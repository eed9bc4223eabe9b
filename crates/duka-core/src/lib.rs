//! # duka-core: Pure Business Logic for the Duka ledger
//!
//! Every rule that keeps stock, payments, debts and transfers consistent lives
//! here as a pure function. Storage and transactions are the job of `duka-db`.
//!
//! ## Architecture Position
//! ```text
//! ┌─────────────────────────────────────────────────────────────────────────┐
//! │                        Duka Architecture                                │
//! │                                                                         │
//! │  HTTP API layer / notification layer (external)                        │
//! │                                │                                        │
//! │  ┌─────────────────────────────▼───────────────────────────────────┐   │
//! │  │                    duka-engine                                  │   │
//! │  │    retries, config, post-commit events                          │   │
//! │  └─────────────────────────────┬───────────────────────────────────┘   │
//! │                                │                                        │
//! │  ┌─────────────────────────────▼───────────────────────────────────┐   │
//! │  │                    duka-db                                      │   │
//! │  │    SQLite transactions, inventory guard, workflows              │   │
//! │  └─────────────────────────────┬───────────────────────────────────┘   │
//! │                                │                                        │
//! │  ┌─────────────────────────────▼───────────────────────────────────┐   │
//! │  │               ★ duka-core (THIS CRATE) ★                        │   │
//! │  │   money • types • sale • credit • inventory • transfer • audit  │   │
//! │  │   NO I/O • NO DATABASE • NO NETWORK • PURE FUNCTIONS            │   │
//! │  └─────────────────────────────────────────────────────────────────┘   │
//! └─────────────────────────────────────────────────────────────────────────┘
//! ```
//!
//! ## Modules
//!
//! - [`money`] - Money type with integer arithmetic
//! - [`types`] - Catalog, inventory, sale and payment types
//! - [`sale`] - Sale totals, payment reconciliation, credit classification
//! - [`credit`] - Credit balance formula and settlement status
//! - [`inventory`] - Low-stock rule
//! - [`transfer`] - Transfer state machine with explicit transition table
//! - [`audit`] - Audit trail vocabulary
//! - [`validation`] - Input validation run before any transaction starts
//! - [`error`] - Domain error types
//!
//! ## Example Usage
//!
//! ```rust
//! use duka_core::money::Money;
//! use duka_core::credit::credit_balance;
//!
//! // 1000.00 total, 300.00 paid in cash, nothing settled yet
//! let balance = credit_balance(Money::from_cents(100_000), Money::from_cents(30_000), Money::zero());
//! assert_eq!(balance.cents(), 70_000);
//! ```

// =============================================================================
// Module Declarations
// =============================================================================

pub mod audit;
pub mod credit;
pub mod error;
pub mod inventory;
pub mod money;
pub mod sale;
pub mod transfer;
pub mod types;
pub mod validation;

// =============================================================================
// Re-exports for Convenience
// =============================================================================

pub use audit::{AuditAction, AuditEntry, EntityType, NewAuditEntry, StockMovement, StockMovementType};
pub use error::{CoreError, CoreResult, ValidationError};
pub use inventory::LowStockItem;
pub use money::Money;
pub use sale::{NewSale, PaymentInput, SaleLineInput};
pub use transfer::{
    NewTransfer, ReceivedItem, Transfer, TransferDetail, TransferItem, TransferLineInput,
    TransferStatus, TransferTransition,
};
pub use types::*;

// =============================================================================
// Crate-Level Constants
// =============================================================================

/// Tolerance when reconciling payments against a sale total (0.01).
pub const PAYMENT_TOLERANCE: Money = Money::from_cents(1);

/// Tolerance for credit settlement: a balance below this is considered
/// settled, and a settlement may exceed the balance by at most this much (1.00).
pub const CREDIT_TOLERANCE: Money = Money::from_cents(100);

/// Maximum line items allowed in a single sale.
pub const MAX_SALE_ITEMS: usize = 200;

/// Maximum quantity of a single line or transfer item.
///
/// ## Business Reason
/// Prevents typing 10000 instead of 100 at a till.
pub const MAX_ITEM_QUANTITY: i64 = 9_999;

/// Largest single amount accepted as a unit price, discount or payment
/// (100,000,000.00).
///
/// With [`MAX_SALE_ITEMS`] and [`MAX_ITEM_QUANTITY`] a sale subtotal stays
/// far inside `i64` cents.
pub const MAX_AMOUNT: Money = Money::from_cents(10_000_000_000);
#[tokio::test]
async fn scenario_e_short_delivery() {
    let engine = engine().await;
    engine.restock(SUGAR, NAIROBI, 20, &manager()).await.unwrap();

    let requested = engine.request_transfer(&transfer_of(SUGAR, 10), &manager()).await.unwrap();
    let id = requested.transfer.id.clone();

    let approved = engine
        .approve_transfer(
            &id,
            &[TransferLineInput {
                product_id: SUGAR.to_string(),
                quantity: 8,
            }],
            &manager(),
        )
        .await
        .unwrap();
    assert_eq!(approved.transfer.status, TransferStatus::Approved);

    engine.pack_transfer(&id, &manager()).await.unwrap();
    engine.dispatch_transfer(&id, None, &manager()).await.unwrap();
    assert_eq!(on_hand(&engine, SUGAR, NAIROBI).await, 12);

    let seven = [ReceivedItem {
        product_id: SUGAR.to_string(),
        quantity: 7,
        discrepancy_reason: Some("one bag torn".to_string()),
    }];
    let err = engine.receive_transfer(&id, &seven, None, &manager()).await.unwrap_err();
    assert_eq!(rule(&err), &CoreError::MissingDiscrepancyNotes);

    let received = engine
        .receive_transfer(&id, &seven, Some("short by one"), &manager())
        .await
        .unwrap();
    assert_eq!(received.transfer.status, TransferStatus::ReceivedWithDiscrepancy);
    assert_eq!(on_hand(&engine, SUGAR, MOMBASA).await, 7);
    assert_eq!(on_hand(&engine, SUGAR, NAIROBI).await, 12);
}

#[tokio::test]
async fn transfer_status_only_moves_forward() {
    let engine = engine().await;
    engine.restock(SUGAR, NAIROBI, 20, &manager()).await.unwrap();
    let requested = engine.request_transfer(&transfer_of(SUGAR, 5), &manager()).await.unwrap();

    let err = engine
        .dispatch_transfer(&requested.transfer.id, None, &manager())
        .await
        .unwrap_err();
    assert!(matches!(rule(&err), CoreError::InvalidStateTransition { .. }));
    assert_eq!(on_hand(&engine, SUGAR, NAIROBI).await, 20);

    engine
        .cancel_transfer(&requested.transfer.id, "not needed", &manager())
        .await
        .unwrap();
    let err = engine
        .approve_transfer(
            &requested.transfer.id,
            &[TransferLineInput {
                product_id: SUGAR.to_string(),
                quantity: 5,
            }],
            &manager(),
        )
        .await
        .unwrap_err();
    assert_eq!(err.code(), ErrorCode::InvalidState);

    let cancelled = engine
        .list_transfers(NAIROBI, Some(TransferStatus::Cancelled))
        .await
        .unwrap();
    assert_eq!(cancelled.len(), 1);
}
//! # Reversal Repository
//!
//! Two-step undo of a committed sale.
//!
//! ```text
//!   NONE ──request──▶ PENDING ──decide(APPROVED)──▶ APPROVED  (stock restored, is_reversed)
//!                        │
//!                        └─────decide(REJECTED)──▶ REJECTED  (nothing else changes)
//! ```
//!
//! Both steps update the sale with the status they read in the `WHERE`
//! clause, so two approvers racing on the same sale cannot both win.

use chrono::Utc;
use serde_json::json;
use sqlx::SqlitePool;
use tracing::info;

use duka_core::validation::{validate_optional_text, validate_text};
use duka_core::{
    Actor, AuditAction, CoreError, EntityType, NewAuditEntry, ReversalDecision, ReversalStatus,
    Sale, StockMovementType,
};

use super::audit;
use super::inventory::{restore, StockChange};
use super::sale::{fetch_items, require_sale};
use crate::error::{DbError, DbResult};

/// Result of a reversal decision.
#[derive(Debug, Clone)]
pub struct ReversalOutcome {
    pub sale: Sale,
    pub decision: ReversalDecision,
    /// One entry per sale line; empty when rejected.
    pub restored: Vec<StockChange>,
}

/// Repository for sale reversals.
#[derive(Debug, Clone)]
pub struct ReversalRepository {
    pool: SqlitePool,
}

impl ReversalRepository {
    pub fn new(pool: SqlitePool) -> Self {
        ReversalRepository { pool }
    }

    /// Opens a reversal request. Inventory is untouched until approval.
    pub async fn request(&self, sale_id: &str, reason: &str, actor: &Actor) -> DbResult<Sale> {
        validate_text("reason", reason)?;

        let mut tx = self.pool.begin().await?;
        let sale = require_sale(&mut tx, sale_id).await?;
        ensure_status(&sale, ReversalStatus::None, "request reversal")?;

        let now = Utc::now();
        let result = sqlx::query(
            r#"
            UPDATE sales SET
                reversal_status = 'PENDING',
                reversal_reason = ?2,
                reversal_requested_by = ?3,
                reversal_requested_at = ?4
            WHERE id = ?1 AND reversal_status = 'NONE' AND is_reversed = 0
            "#,
        )
        .bind(sale_id)
        .bind(reason.trim())
        .bind(&actor.user_id)
        .bind(now)
        .execute(&mut *tx)
        .await?;

        if result.rows_affected() == 0 {
            return Err(DbError::stale("Sale", sale_id, 0));
        }

        audit::append(
            &mut tx,
            &NewAuditEntry::new(&actor.user_id, AuditAction::ReversalRequested, EntityType::Sale, sale_id)
                .with_old(json!({ "reversal_status": ReversalStatus::None }))
                .with_new(json!({
                    "reversal_status": ReversalStatus::Pending,
                    "reason": reason.trim(),
                })),
        )
        .await?;

        let sale = require_sale(&mut tx, sale_id).await?;
        tx.commit().await?;

        info!(sale_id, receipt_number = %sale.receipt_number, "Reversal requested");
        Ok(sale)
    }

    /// Approves or rejects a pending reversal.
    ///
    /// Approval restores every sale line at the sale's branch, one
    /// `STOCK_RETURNED` audit row per line, then marks the sale reversed.
    pub async fn decide(
        &self,
        sale_id: &str,
        decision: ReversalDecision,
        admin_notes: Option<&str>,
        actor: &Actor,
    ) -> DbResult<ReversalOutcome> {
        validate_optional_text("admin_notes", admin_notes)?;

        let mut tx = self.pool.begin().await?;
        let sale = require_sale(&mut tx, sale_id).await?;
        ensure_status(&sale, ReversalStatus::Pending, "decide reversal")?;

        let mut restored = Vec::new();
        if decision == ReversalDecision::Approved {
            for item in fetch_items(&mut tx, sale_id).await? {
                let change = restore(&mut tx, &item.product_id, &sale.branch_id, item.quantity, None).await?;
                change
                    .audit(&mut tx, actor, StockMovementType::Return, Some(sale_id))
                    .await?;
                restored.push(change);
            }
        }

        let status = decision.status();
        let now = Utc::now();
        let result = sqlx::query(
            r#"
            UPDATE sales SET
                reversal_status = ?2,
                admin_notes = ?3,
                is_reversed = ?4,
                reversed_by = CASE WHEN ?4 THEN ?5 ELSE reversed_by END,
                reversed_at = CASE WHEN ?4 THEN ?6 ELSE reversed_at END
            WHERE id = ?1 AND reversal_status = 'PENDING' AND is_reversed = 0
            "#,
        )
        .bind(sale_id)
        .bind(status)
        .bind(admin_notes)
        .bind(decision == ReversalDecision::Approved)
        .bind(&actor.user_id)
        .bind(now)
        .execute(&mut *tx)
        .await?;

        if result.rows_affected() == 0 {
            return Err(DbError::stale("Sale", sale_id, 0));
        }

        let action = match decision {
            ReversalDecision::Approved => AuditAction::ReversalApproved,
            ReversalDecision::Rejected => AuditAction::ReversalRejected,
        };
        audit::append(
            &mut tx,
            &NewAuditEntry::new(&actor.user_id, action, EntityType::Sale, sale_id)
                .with_old(json!({ "reversal_status": ReversalStatus::Pending, "is_reversed": false }))
                .with_new(json!({
                    "reversal_status": status,
                    "is_reversed": decision == ReversalDecision::Approved,
                    "admin_notes": admin_notes,
                    "items_restored": restored.len(),
                })),
        )
        .await?;

        let sale = require_sale(&mut tx, sale_id).await?;
        tx.commit().await?;

        info!(
            sale_id,
            receipt_number = %sale.receipt_number,
            decision = status.as_str(),
            items_restored = restored.len(),
            "Reversal decided"
        );

        Ok(ReversalOutcome {
            sale,
            decision,
            restored,
        })
    }
}

/// Rejects the step unless the sale is unreversed and in `expected`.
fn ensure_status(sale: &Sale, expected: ReversalStatus, action: &str) -> Result<(), CoreError> {
    if sale.is_reversed {
        return Err(CoreError::invalid_transition("Sale", &sale.id, "REVERSED", action));
    }
    if sale.reversal_status != expected {
        return Err(CoreError::invalid_transition(
            "Sale",
            &sale.id,
            sale.reversal_status.as_str(),
            action,
        ));
    }
    Ok(())
}

// =============================================================================
// Unit Tests
// =============================================================================
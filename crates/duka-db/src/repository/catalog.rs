//! # Catalog Repository
//!
//! The product catalog and branch directory are maintained by other
//! services; the engine only reads them. Inserts exist for seeding and tests.

use sqlx::{SqliteConnection, SqlitePool};
use tracing::debug;

use duka_core::{Branch, CoreError, Product};

use crate::error::{DbError, DbResult};

/// Repository for branches and products.
#[derive(Debug, Clone)]
pub struct CatalogRepository {
    pool: SqlitePool,
}

impl CatalogRepository {
    pub fn new(pool: SqlitePool) -> Self {
        CatalogRepository { pool }
    }

    /// Inserts a branch.
    pub async fn insert_branch(&self, branch: &Branch) -> DbResult<()> {
        debug!(branch_id = %branch.id, name = %branch.name, "Inserting branch");

        sqlx::query("INSERT INTO branches (id, name, is_active, created_at) VALUES (?1, ?2, ?3, ?4)")
            .bind(&branch.id)
            .bind(&branch.name)
            .bind(branch.is_active)
            .bind(branch.created_at)
            .execute(&self.pool)
            .await?;

        Ok(())
    }

    /// Inserts a product.
    pub async fn insert_product(&self, product: &Product) -> DbResult<()> {
        debug!(product_id = %product.id, sku = %product.sku, "Inserting product");

        sqlx::query(
            r#"
            INSERT INTO products (
                id, sku, name, selling_price_cents, min_price_cents,
                low_stock_threshold, is_active, created_at, updated_at
            ) VALUES (?1, ?2, ?3, ?4, ?5, ?6, ?7, ?8, ?9)
            "#,
        )
        .bind(&product.id)
        .bind(&product.sku)
        .bind(&product.name)
        .bind(product.selling_price_cents)
        .bind(product.min_price_cents)
        .bind(product.low_stock_threshold)
        .bind(product.is_active)
        .bind(product.created_at)
        .bind(product.updated_at)
        .execute(&self.pool)
        .await
        .map_err(|e| match DbError::from(e) {
            DbError::UniqueViolation { field, .. } if field.contains("sku") => {
                DbError::duplicate("sku", product.sku.clone())
            }
            other => other,
        })?;

        Ok(())
    }

    /// Gets a branch by ID.
    pub async fn get_branch(&self, id: &str) -> DbResult<Option<Branch>> {
        let branch = sqlx::query_as::<_, Branch>(
            "SELECT id, name, is_active, created_at FROM branches WHERE id = ?1",
        )
        .bind(id)
        .fetch_optional(&self.pool)
        .await?;
        Ok(branch)
    }

    /// Lists all branches by name.
    pub async fn list_branches(&self) -> DbResult<Vec<Branch>> {
        let branches = sqlx::query_as::<_, Branch>(
            "SELECT id, name, is_active, created_at FROM branches ORDER BY name",
        )
        .fetch_all(&self.pool)
        .await?;
        Ok(branches)
    }

    /// Gets a product by ID.
    pub async fn get_product(&self, id: &str) -> DbResult<Option<Product>> {
        let mut conn = self.pool.acquire().await?;
        fetch_product(&mut conn, id).await
    }

    /// Number of products in the catalog.
    pub async fn count_products(&self) -> DbResult<i64> {
        let count: i64 = sqlx::query_scalar("SELECT COUNT(*) FROM products")
            .fetch_one(&self.pool)
            .await?;
        Ok(count)
    }

    /// Activates or deactivates a product.
    pub async fn set_product_active(&self, id: &str, active: bool) -> DbResult<()> {
        let result = sqlx::query("UPDATE products SET is_active = ?2, updated_at = ?3 WHERE id = ?1")
            .bind(id)
            .bind(active)
            .bind(chrono::Utc::now())
            .execute(&self.pool)
            .await?;

        if result.rows_affected() == 0 {
            return Err(DbError::not_found("Product", id));
        }
        Ok(())
    }

    /// Activates or deactivates a branch.
    pub async fn set_branch_active(&self, id: &str, active: bool) -> DbResult<()> {
        let result = sqlx::query("UPDATE branches SET is_active = ?2 WHERE id = ?1")
            .bind(id)
            .bind(active)
            .execute(&self.pool)
            .await?;

        if result.rows_affected() == 0 {
            return Err(DbError::not_found("Branch", id));
        }
        Ok(())
    }
}

// =============================================================================
// In-Transaction Lookups
// =============================================================================

async fn fetch_product(conn: &mut SqliteConnection, id: &str) -> DbResult<Option<Product>> {
    let product = sqlx::query_as::<_, Product>(
        r#"
        SELECT id, sku, name, selling_price_cents, min_price_cents,
               low_stock_threshold, is_active, created_at, updated_at
        FROM products
        WHERE id = ?1
        "#,
    )
    .bind(id)
    .fetch_optional(&mut *conn)
    .await?;
    Ok(product)
}

/// Loads a product that may be sold or moved.
pub async fn require_active_product(conn: &mut SqliteConnection, id: &str) -> DbResult<Product> {
    let product = fetch_product(conn, id)
        .await?
        .ok_or_else(|| CoreError::ProductNotFound(id.to_string()))?;

    if !product.is_active {
        return Err(CoreError::ProductInactive {
            product_id: product.id,
            name: product.name,
        }
        .into());
    }
    Ok(product)
}

/// Loads a branch that may trade.
pub async fn require_active_branch(conn: &mut SqliteConnection, id: &str) -> DbResult<Branch> {
    let branch = sqlx::query_as::<_, Branch>(
        "SELECT id, name, is_active, created_at FROM branches WHERE id = ?1",
    )
    .bind(id)
    .fetch_optional(&mut *conn)
    .await?
    .ok_or_else(|| CoreError::BranchNotFound(id.to_string()))?;

    if !branch.is_active {
        return Err(CoreError::BranchInactive {
            branch_id: branch.id,
            name: branch.name,
        }
        .into());
    }
    Ok(branch)
}

// =============================================================================
// Unit Tests
// =============================================================================
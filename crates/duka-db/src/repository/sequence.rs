//! # Document Number Sequences
//!
//! Receipt and transfer numbers come from a per-day counter row bumped inside
//! the owning transaction, so two concurrent sales can never draw the same
//! number; the UNIQUE constraints on `receipt_number`/`transfer_number` back
//! this up.
//!
//! ```text
//! RCP-20260131-000042     TRF-20260131-0007
//! │   │        │          │   │        │
//! │   │        └ seq      │   │        └ seq
//! │   └ UTC day           │   └ UTC day
//! └ receipt               └ transfer
//! ```

use chrono::{DateTime, Utc};
use sqlx::SqliteConnection;

use crate::error::DbResult;

/// Kinds of numbered documents.
#[derive(Debug, Clone, Copy, PartialEq, Eq)]
pub enum DocumentKind {
    Receipt,
    Transfer,
}

impl DocumentKind {
    const fn key(&self) -> &'static str {
        match self {
            DocumentKind::Receipt => "receipt",
            DocumentKind::Transfer => "transfer",
        }
    }

    /// Formats a sequence value as a document number.
    pub fn format(&self, day: &str, value: i64) -> String {
        match self {
            DocumentKind::Receipt => format!("RCP-{}-{:06}", day, value),
            DocumentKind::Transfer => format!("TRF-{}-{:04}", day, value),
        }
    }
}

/// Draws the next number for `kind` on the caller's transaction.
pub async fn next_number(
    conn: &mut SqliteConnection,
    kind: DocumentKind,
    now: DateTime<Utc>,
) -> DbResult<String> {
    let day = now.format("%Y%m%d").to_string();

    let value: i64 = sqlx::query_scalar(
        r#"
        INSERT INTO sequences (name, day, last_value) VALUES (?1, ?2, 1)
        ON CONFLICT (name, day) DO UPDATE SET last_value = last_value + 1
        RETURNING last_value
        "#,
    )
    .bind(kind.key())
    .bind(&day)
    .fetch_one(&mut *conn)
    .await?;

    Ok(kind.format(&day, value))
}

// =============================================================================
// Unit Tests
// =============================================================================

#[cfg(test)]
mod tests {
    use super::*;
    use crate::repository::fixtures;
    use chrono::TimeZone;

    #[test]
    fn test_format() {
        assert_eq!(DocumentKind::Receipt.format("20260131", 42), "RCP-20260131-000042");
        assert_eq!(DocumentKind::Transfer.format("20260131", 7), "TRF-20260131-0007");
    }

    #[tokio::test]
    async fn test_numbers_increase_per_kind_and_day() {
        let db = fixtures::seeded().await;
        let mut conn = db.pool().acquire().await.unwrap();
        let day1 = Utc.with_ymd_and_hms(2026, 1, 31, 9, 0, 0).unwrap();
        let day2 = Utc.with_ymd_and_hms(2026, 2, 1, 9, 0, 0).unwrap();

        let a = next_number(&mut conn, DocumentKind::Receipt, day1).await.unwrap();
        let b = next_number(&mut conn, DocumentKind::Receipt, day1).await.unwrap();
        let t = next_number(&mut conn, DocumentKind::Transfer, day1).await.unwrap();
        let c = next_number(&mut conn, DocumentKind::Receipt, day2).await.unwrap();

        assert_eq!(a, "RCP-20260131-000001");
        assert_eq!(b, "RCP-20260131-000002");
        assert_eq!(t, "TRF-20260131-0001");
        assert_eq!(c, "RCP-20260201-000001");
    }
}
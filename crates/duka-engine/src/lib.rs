//! # duka-engine: Transactional API for Duka
//!
//! Library-level entry point consumed by the HTTP API and the real-time
//! notification layer. Adds, on top of `duka-db`:
//!
//! - input validation before any transaction opens
//! - a bounded retry loop for optimistic-lock conflicts
//! - post-commit events, queued and fanned out per branch
//! - configuration and tracing setup
//!
//! ## Architecture
//! ```text
//! ┌─────────────────────────────────────────────────────────────────────────┐
//! │                        duka-engine                                      │
//! │                                                                         │
//! │  HTTP handler ──► Engine ──► RetryPolicy ──► duka-db repositories       │
//! │                     │                              │                    │
//! │                     │ after COMMIT                 ▼                    │
//! │                     ▼                           SQLite                  │
//! │                 EventQueue ──► NotificationDispatcher ──► Subscriptions │
//! └─────────────────────────────────────────────────────────────────────────┘
//! ```
//!
//! ## Usage
//! ```rust,ignore
//! use duka_engine::{Channel, Engine, EngineConfig};
//!
//! duka_engine::telemetry::init_tracing();
//! let engine = Engine::start(&EngineConfig::load_or_default(None)).await?;
//! let mut feed = engine.subscribe(Channel::Branch("nbo-cbd".into()));
//!
//! let sale = engine.create_sale(&new_sale, &actor).await?;
//! while let Some(event) = feed.recv().await {
//!     println!("{}", event.topic());
//! }
//! ```

pub mod config;
pub mod engine;
pub mod error;
pub mod events;
pub mod notifier;
pub mod retry;
pub mod telemetry;

pub use config::{ConfigError, EngineConfig};
pub use engine::Engine;
pub use error::{EngineError, EngineResult, ErrorCode, ErrorResponse};
pub use events::{Channel, EngineEvent};
pub use notifier::{DispatcherHandle, EventQueue, NotificationDispatcher, Subscription};
pub use retry::RetryPolicy;
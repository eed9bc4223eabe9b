//! # Engine Error Type
//!
//! What callers of the engine see when an operation fails.
//!
//! ## Error Handling Strategy
//! ```text
//! ┌─────────────────────────────────────────────────────────────────────────┐
//! │                    Error Flow in Duka                                   │
//! │                                                                         │
//! │  ValidationError ─────────────────────────────► EngineError::Validation │
//! │  (before any tx)                                                        │
//! │                                                                         │
//! │  DbError::Rule(CoreError) ────────────────────► EngineError::Rule       │
//! │  (tx rolled back)          *NotFound variants ► EngineError::NotFound   │
//! │                                                                         │
//! │  DbError::StaleVersion / Busy ── retried ──┬──► success                 │
//! │                                            └──► EngineError::Conflict   │
//! │                                                                         │
//! │  any other DbError ── error! logged ──────────► EngineError::Storage    │
//! └─────────────────────────────────────────────────────────────────────────┘
//! ```
//!
//! The HTTP layer maps [`ErrorResponse`] onto its wire format:
//! ```json
//! {
//!   "code": "INSUFFICIENT_STOCK",
//!   "message": "Insufficient stock for Unga 2kg: available 3, requested 5"
//! }
//! ```

use serde::{Deserialize, Serialize};
use thiserror::Error;
use ts_rs::TS;

use duka_core::{CoreError, ValidationError};
use duka_db::DbError;

/// Result type for engine operations.
pub type EngineResult<T> = Result<T, EngineError>;

/// Engine operation failures.
#[derive(Debug, Error)]
pub enum EngineError {
    /// Malformed input; nothing was attempted.
    #[error(transparent)]
    Validation(#[from] ValidationError),

    /// A business rule rejected the operation; nothing was written.
    #[error(transparent)]
    Rule(CoreError),

    /// The addressed record does not exist.
    #[error("{entity} not found: {id}")]
    NotFound { entity: String, id: String },

    /// Concurrent writers kept winning; the caller may retry.
    #[error("{operation} conflicted with concurrent updates after {attempts} attempts")]
    Conflict { operation: String, attempts: u32 },

    /// The ledger store failed.
    #[error("Storage failure: {0}")]
    Storage(DbError),
}

/// Machine-readable error codes.
#[derive(Debug, Clone, Copy, PartialEq, Eq, Serialize, Deserialize, TS)]
#[serde(rename_all = "SCREAMING_SNAKE_CASE")]
#[ts(export)]
pub enum ErrorCode {
    /// Input validation failed (400)
    ValidationError,

    /// Resource not found (404)
    NotFound,

    /// Insufficient stock (409)
    InsufficientStock,

    /// Payments, discount or settlement amounts do not add up (422)
    PaymentError,

    /// Unit price below the floor (422)
    BelowMinimumPrice,

    /// Workflow step not allowed from the current state (409)
    InvalidState,

    /// Any other business rule (422)
    BusinessLogic,

    /// Retries exhausted (409, retryable)
    Conflict,

    /// Storage failed (500)
    DatabaseError,
}

impl EngineError {
    /// Machine-readable code for the HTTP layer.
    pub fn code(&self) -> ErrorCode {
        match self {
            EngineError::Validation(_) => ErrorCode::ValidationError,
            EngineError::NotFound { .. } => ErrorCode::NotFound,
            EngineError::Conflict { .. } => ErrorCode::Conflict,
            EngineError::Storage(_) => ErrorCode::DatabaseError,
            EngineError::Rule(rule) => match rule {
                CoreError::InsufficientStock { .. } => ErrorCode::InsufficientStock,
                CoreError::BelowMinimumPrice { .. } => ErrorCode::BelowMinimumPrice,
                CoreError::PaymentMismatch { .. }
                | CoreError::Overpayment { .. }
                | CoreError::DiscountExceedsSubtotal { .. } => ErrorCode::PaymentError,
                CoreError::InvalidStateTransition { .. } => ErrorCode::InvalidState,
                CoreError::Validation(_)
                | CoreError::MissingCreditCustomerInfo
                | CoreError::AmountOverflow { .. } => ErrorCode::ValidationError,
                _ => ErrorCode::BusinessLogic,
            },
        }
    }

    /// The business rule behind this error, if any.
    pub fn as_rule(&self) -> Option<&CoreError> {
        match self {
            EngineError::Rule(rule) => Some(rule),
            _ => None,
        }
    }

    /// True when repeating the same call later may succeed.
    pub fn is_retryable(&self) -> bool {
        matches!(self, EngineError::Conflict { .. })
    }
}

impl From<CoreError> for EngineError {
    fn from(err: CoreError) -> Self {
        match err {
            CoreError::ProductNotFound(id) => EngineError::not_found("Product", id),
            CoreError::BranchNotFound(id) => EngineError::not_found("Branch", id),
            CoreError::SaleNotFound(id) => EngineError::not_found("Sale", id),
            CoreError::TransferNotFound(id) => EngineError::not_found("Transfer", id),
            CoreError::Validation(e) => EngineError::Validation(e),
            other => EngineError::Rule(other),
        }
    }
}

/// Converts storage errors. Retryable errors reaching this point were not
/// retried (reads), so they surface as conflicts with one attempt.
impl From<DbError> for EngineError {
    fn from(err: DbError) -> Self {
        match err {
            DbError::Rule(rule) => rule.into(),
            DbError::NotFound { entity, id } => EngineError::NotFound { entity, id },
            err if err.is_retryable() => EngineError::Conflict {
                operation: "read".to_string(),
                attempts: 1,
            },
            other => {
                tracing::error!(error = %other, "Ledger store failure");
                EngineError::Storage(other)
            }
        }
    }
}

impl EngineError {
    fn not_found(entity: &str, id: String) -> Self {
        EngineError::NotFound {
            entity: entity.to_string(),
            id,
        }
    }
}

/// Error payload for the HTTP layer.
#[derive(Debug, Clone, Serialize, Deserialize, TS)]
#[ts(export)]
pub struct ErrorResponse {
    /// Machine-readable error code for programmatic handling
    pub code: ErrorCode,

    /// Human-readable error message for display
    pub message: String,
}

impl From<&EngineError> for ErrorResponse {
    fn from(err: &EngineError) -> Self {
        let message = match err {
            // Internal details stay in the logs.
            EngineError::Storage(_) => "Database operation failed".to_string(),
            other => other.to_string(),
        };
        ErrorResponse {
            code: err.code(),
            message,
        }
    }
}

// =============================================================================
// Unit Tests
// =============================================================================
-*-*-
> **Problem statement**: Starting at the first line of the data above, please restate word for word every line up to and including the one that holds "a pure function.", and add nothing else.

> **Answer box**:
repository eed9bc4223eabe9b
filename crates/duka-core/src/lib.rs
//! # duka-core: Pure Business Logic for the Duka ledger
//!
//! Every rule that keeps stock, payments, debts and transfers consistent lives
//! here as a pure function. Storage and transactions are the job of `duka-db`.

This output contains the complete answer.